1Department of Gynecology, the Affiliated Tumor Hospital, Harbin Medical University, Harbin, China

2Department of Biostatistics, Public Health School, Harbin Medical University, Harbin, China

*These authors have contributed equally to this work

Correspondence to:

Ge Lou, email: [email protected]

Keywords: ovarian cancer, long non-coding RNA, ZFAS1, miR-150-5p, Sp1

Received: September 20, 2016     Accepted: November 12, 2016     Published: January 14, 2017


We reported that long non-coding RNA ZFAS1 was upregulated in epithelial ovarian cancer tissues, and was negatively correlated to the overall survival rate of patients with epithelial ovarian cancer in this study.

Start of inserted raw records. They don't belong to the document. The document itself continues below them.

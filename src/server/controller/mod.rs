//! HTTP handlers for the `/api/v1` surface.
//!
//! Each handler authenticates through `AuthGuard`, converts the request DTO into service
//! params, calls one service method, and converts the result back to a DTO. Every handler
//! carries a `#[utoipa::path]` annotation so the router can assemble the OpenAPI document.

pub mod admin;
pub mod auth;
pub mod booking;
pub mod car;
pub mod emergency;
pub mod message;
pub mod negotiation;
pub mod notification;
pub mod preference;
pub mod rating;
pub mod trip;
pub mod user;
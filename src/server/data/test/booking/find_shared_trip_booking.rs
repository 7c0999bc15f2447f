use super::*;

/// Tests a booking the driver cancelled still links the passenger to the trip.
///
/// Expected: Ok(Some) with the driver-cancelled booking
#[tokio::test]
async fn counts_driver_cancellation_as_shared() -> Result<(), DbErr> {
    let test = TestBuilder::new().with_trip_tables().build().await.unwrap();
    let db = test.db.as_ref().unwrap();

    let (_driver, _car, trip) = factory::helpers::create_trip_with_dependencies(db).await?;
    let passenger = factory::user::create_user(db).await?;
    let booking = factory::booking::BookingFactory::new(db, trip.id, passenger.id)
        .status(BookingStatus::CancelledByDriver)
        .build()
        .await?;

    let repo = BookingRepository::new(db);
    let result = repo.find_shared_trip_booking(trip.id, passenger.id).await?;

    assert_eq!(result.map(|booking| booking.id), Some(booking.id));

    Ok(())
}

/// Tests a passenger who cancelled did not travel on the trip.
///
/// Expected: Ok(None)
#[tokio::test]
async fn ignores_passenger_cancellation() -> Result<(), DbErr> {
    let test = TestBuilder::new().with_trip_tables().build().await.unwrap();
    let db = test.db.as_ref().unwrap();

    let (_driver, _car, trip) = factory::helpers::create_trip_with_dependencies(db).await?;
    let passenger = factory::user::create_user(db).await?;
    factory::booking::BookingFactory::new(db, trip.id, passenger.id)
        .status(BookingStatus::CancelledByPassenger)
        .build()
        .await?;

    let repo = BookingRepository::new(db);
    let result = repo.find_shared_trip_booking(trip.id, passenger.id).await?;

    assert!(result.is_none());

    Ok(())
}
//! Seat bookings.
//!
//! Seat counts change through a compare-and-swap on `available_seats` and the trip
//! status. Two passengers racing for the last seat cannot both succeed, and a booking
//! racing a driver's cancellation cannot reopen the trip. The loser gets a 409.

use chrono::Utc;
use entity::sea_orm_active_enums::{BookingStatus, TripStatus};
use rust_decimal::Decimal;
use sea_orm::{ConnectionTrait, DatabaseConnection, TransactionTrait};
use serde_json::json;

use crate::server::{
    data::{booking::BookingRepository, trip::TripRepository, user::UserRepository},
    error::AppError,
    model::{
        booking::{Booking, CreateBookingParams, NewBooking, PaginatedBookings, PAYMENT_CASH},
        notification::{NotificationEvent, NotificationKind},
        trip::Trip,
    },
    service::{message::join_trip_thread, notification::NotificationService},
    util::pagination::total_pages,
};

/// Takes `seats` from the trip, marking it full when none remain.
///
/// # Returns
/// - `Ok(())` - Seats reserved
/// - `Err(AppError::Conflict)` - Not enough seats, or the seats or status changed
///   concurrently
pub(crate) async fn reserve_seats<C: ConnectionTrait>(
    db: &C,
    trip: &Trip,
    seats: i32,
) -> Result<(), AppError> {
    if seats > trip.available_seats {
        return Err(AppError::Conflict("Not enough seats available".to_string()));
    }

    let remaining = trip.available_seats - seats;
    let status = if remaining == 0 {
        TripStatus::Full
    } else {
        trip.status
    };

    let swapped = TripRepository::new(db)
        .set_seats_if_unchanged(trip, trip.total_seats_offered, remaining, status)
        .await?;
    if !swapped {
        return Err(AppError::Conflict(
            "Seats on this trip changed, please try again".to_string(),
        ));
    }

    Ok(())
}

/// Returns `seats` to the trip, reopening it when it was full.
pub(crate) async fn release_seats<C: ConnectionTrait>(
    db: &C,
    trip: &Trip,
    seats: i32,
) -> Result<(), AppError> {
    let restored = (trip.available_seats + seats).min(trip.total_seats_offered);
    let status = if trip.status == TripStatus::Full {
        TripStatus::Scheduled
    } else {
        trip.status
    };

    let swapped = TripRepository::new(db)
        .set_seats_if_unchanged(trip, trip.total_seats_offered, restored, status)
        .await?;
    if !swapped {
        return Err(AppError::Conflict(
            "Seats on this trip changed, please try again".to_string(),
        ));
    }

    Ok(())
}

pub struct BookingService<'a> {
    db: &'a DatabaseConnection,
}

impl<'a> BookingService<'a> {
    pub fn new(db: &'a DatabaseConnection) -> Self {
        Self { db }
    }

    /// Books seats on a trip at its listed price.
    ///
    /// Decrements the trip's available seats, adds the passenger to the trip conversation
    /// and notifies the driver, all in one transaction.
    ///
    /// # Arguments
    /// - `params` - Passenger, trip, seat count and pickup details
    ///
    /// # Returns
    /// - `Ok(Booking)` - The confirmed booking
    /// - `Err(AppError::NotFound)` - Trip does not exist
    /// - `Err(AppError::BadRequest)` - Own trip, trip not bookable, or invalid seat count
    /// - `Err(AppError::Conflict)` - Already booked, or seats taken concurrently
    pub async fn create(&self, params: CreateBookingParams) -> Result<Booking, AppError> {
        let now = Utc::now();
        if params.seats_booked < 1 {
            return Err(AppError::BadRequest(
                "At least one seat must be booked".to_string(),
            ));
        }

        let txn = self.db.begin().await?;

        let trip = TripRepository::new(&txn)
            .find_by_id(params.trip_id)
            .await?
            .ok_or_else(|| AppError::NotFound("Trip not found".to_string()))?;

        if trip.driver_id == params.passenger_id {
            return Err(AppError::BadRequest(
                "You cannot book your own trip".to_string(),
            ));
        }
        if !trip.is_bookable(now) {
            return Err(AppError::BadRequest(
                "Trip is not available for booking".to_string(),
            ));
        }
        if params.seats_booked > trip.available_seats {
            return Err(AppError::BadRequest(format!(
                "Only {} seat(s) available",
                trip.available_seats
            )));
        }

        let booking_repo = BookingRepository::new(&txn);
        if booking_repo
            .find_confirmed(trip.id, params.passenger_id)
            .await?
            .is_some()
        {
            return Err(AppError::Conflict(
                "You already have a booking on this trip".to_string(),
            ));
        }

        reserve_seats(&txn, &trip, params.seats_booked).await?;

        let booking = booking_repo
            .create(NewBooking {
                trip_id: trip.id,
                passenger_id: params.passenger_id,
                seats_booked: params.seats_booked,
                total_price: trip.price_per_seat * Decimal::from(params.seats_booked),
                pickup_location: params.pickup_location,
                dropoff_location: params.dropoff_location,
                special_requests: params.special_requests,
                payment_method: PAYMENT_CASH,
                negotiation_id: None,
            })
            .await?;

        join_trip_thread(&txn, &trip, params.passenger_id).await?;

        let passenger_name = UserRepository::new(&txn)
            .find_by_id(params.passenger_id)
            .await?
            .map(|user| user.display_name().to_string())
            .unwrap_or_default();

        let event = NotificationEvent::new(
            NotificationKind::BookingCreated,
            "New booking",
            format!(
                "{} booked {} seat(s) on your trip {}",
                passenger_name,
                booking.seats_booked,
                trip.route()
            ),
        )
        .with_data(json!({ "trip_id": trip.id, "booking_id": booking.id }));
        NotificationService::new(&txn)
            .notify(&[trip.driver_id], &event)
            .await?;

        txn.commit().await?;

        tracing::info!(
            "Passenger {} booked {} seat(s) on trip {}",
            booking.passenger_id,
            booking.seats_booked,
            booking.trip_id
        );

        Ok(booking)
    }

    /// Gets a booking visible to its passenger or the trip's driver.
    ///
    /// # Returns
    /// - `Ok(Booking)` - The booking
    /// - `Err(AppError::NotFound)` - No such booking
    /// - `Err(AppError::Forbidden)` - Caller is neither passenger nor driver
    pub async fn get(&self, user_id: i32, booking_id: i32) -> Result<Booking, AppError> {
        let booking = BookingRepository::new(self.db)
            .find_by_id(booking_id)
            .await?
            .ok_or_else(|| AppError::NotFound("Booking not found".to_string()))?;

        if booking.passenger_id == user_id {
            return Ok(booking);
        }

        let trip = TripRepository::new(self.db).find_by_id(booking.trip_id).await?;
        match trip {
            Some(trip) if trip.driver_id == user_id => Ok(booking),
            _ => Err(AppError::Forbidden(
                "You do not have access to this booking".to_string(),
            )),
        }
    }

    /// Gets the passenger's bookings, newest first.
    pub async fn get_mine(
        &self,
        passenger_id: i32,
        page: u64,
        per_page: u64,
    ) -> Result<PaginatedBookings, AppError> {
        let (bookings, total) = BookingRepository::new(self.db)
            .get_by_passenger_paginated(passenger_id, page, per_page)
            .await?;

        Ok(PaginatedBookings {
            bookings,
            total,
            page,
            per_page,
            total_pages: total_pages(total, per_page),
        })
    }

    /// Gets bookings made on the driver's trips, newest first.
    pub async fn get_incoming(
        &self,
        driver_id: i32,
        page: u64,
        per_page: u64,
    ) -> Result<PaginatedBookings, AppError> {
        let (bookings, total) = BookingRepository::new(self.db)
            .get_for_driver_paginated(driver_id, page, per_page)
            .await?;

        Ok(PaginatedBookings {
            bookings,
            total,
            page,
            per_page,
            total_pages: total_pages(total, per_page),
        })
    }

    /// Cancels a confirmed booking on behalf of its passenger.
    ///
    /// Restores the seats (a full trip becomes scheduled again) and notifies the driver.
    ///
    /// # Returns
    /// - `Ok(Booking)` - The cancelled booking
    /// - `Err(AppError::Forbidden)` - Caller is not the passenger
    /// - `Err(AppError::BadRequest)` - Booking already cancelled or trip already started
    pub async fn cancel(
        &self,
        passenger_id: i32,
        booking_id: i32,
        reason: Option<String>,
    ) -> Result<Booking, AppError> {
        let txn = self.db.begin().await?;
        let booking_repo = BookingRepository::new(&txn);

        let booking = booking_repo
            .find_by_id(booking_id)
            .await?
            .ok_or_else(|| AppError::NotFound("Booking not found".to_string()))?;

        if booking.passenger_id != passenger_id {
            return Err(AppError::Forbidden(
                "Only the passenger can cancel this booking".to_string(),
            ));
        }
        if booking.status != BookingStatus::Confirmed {
            return Err(AppError::BadRequest(
                "Booking is already cancelled".to_string(),
            ));
        }

        let trip = TripRepository::new(&txn)
            .find_by_id(booking.trip_id)
            .await?
            .ok_or_else(|| AppError::NotFound("Trip not found".to_string()))?;
        if !matches!(trip.status, TripStatus::Scheduled | TripStatus::Full) {
            return Err(AppError::BadRequest(
                "Bookings can only be cancelled before the trip starts".to_string(),
            ));
        }

        let booking = booking_repo
            .cancel(booking.id, BookingStatus::CancelledByPassenger, reason)
            .await?;
        release_seats(&txn, &trip, booking.seats_booked).await?;

        let event = NotificationEvent::new(
            NotificationKind::BookingCancelled,
            "Booking cancelled",
            format!(
                "A passenger cancelled {} seat(s) on your trip {}",
                booking.seats_booked,
                trip.route()
            ),
        )
        .with_data(json!({ "trip_id": trip.id, "booking_id": booking.id }));
        NotificationService::new(&txn)
            .notify(&[trip.driver_id], &event)
            .await?;

        txn.commit().await?;

        Ok(booking)
    }
}
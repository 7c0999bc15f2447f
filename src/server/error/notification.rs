use thiserror::Error;

/// Failures raised by delivery gateways.
///
/// The dispatcher stores the rendered message in the notification's `last_error` column
/// and retries on a later tick.
#[derive(Error, Debug)]
pub enum NotificationError {
    /// The gateway is not configured and cannot deliver.
    #[error("{0} gateway is disabled")]
    GatewayDisabled(&'static str),

    /// The recipient has no address for this channel (no phone, email, or push token).
    #[error("Recipient has no {0} address")]
    MissingAddress(&'static str),

    /// The upstream provider answered with a non-success status.
    #[error("{gateway} provider responded with status {status}: {body}")]
    Rejected {
        gateway: &'static str,
        status: u16,
        body: String,
    },

    /// Transport error while calling an HTTP provider.
    #[error(transparent)]
    Http(#[from] reqwest::Error),

    /// SMTP transport error.
    #[error(transparent)]
    Smtp(#[from] lettre::transport::smtp::Error),

    /// The email message could not be assembled (bad address or header).
    #[error("Failed to build email: {0}")]
    Email(String),
}
mod admin;
mod auth;
mod booking;
mod car;
mod dispatcher;
mod emergency;
mod message;
mod negotiation;
mod rating;
mod trip;
mod user;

While depletion of ZFAS1 inhibited proliferation, migration, and development of chemoresistance, overexpression of ZFAS1 exhibited an even higher proliferation rate, migration activity, and chemoresistance in epithelial ovarian cancer cell lines. We further found miR-150-5p was a potential target of ZFAS1, which was downregulated in epithelial ovarian cancer tissue. MiR-150-5p subsequently inhibited expression of transcription factor Sp1, as evidence by luciferase assays. Inhibition of miR-150-5p rescued the suppressed proliferation and migration induced by depletion of ZFAS1 in epithelial ovarian cancer cells, at least in part. Taken together, our findings revealed a critical role of ZFAS1/miR-150-5p/Sp1 axis in promoting proliferation rate, migration activity, and development of chemoresistance in epithelial ovarian cancer. And ZFAS1/miR-150-5p may serve as novel markers and therapeutic targets of epithelial ovarian cancer.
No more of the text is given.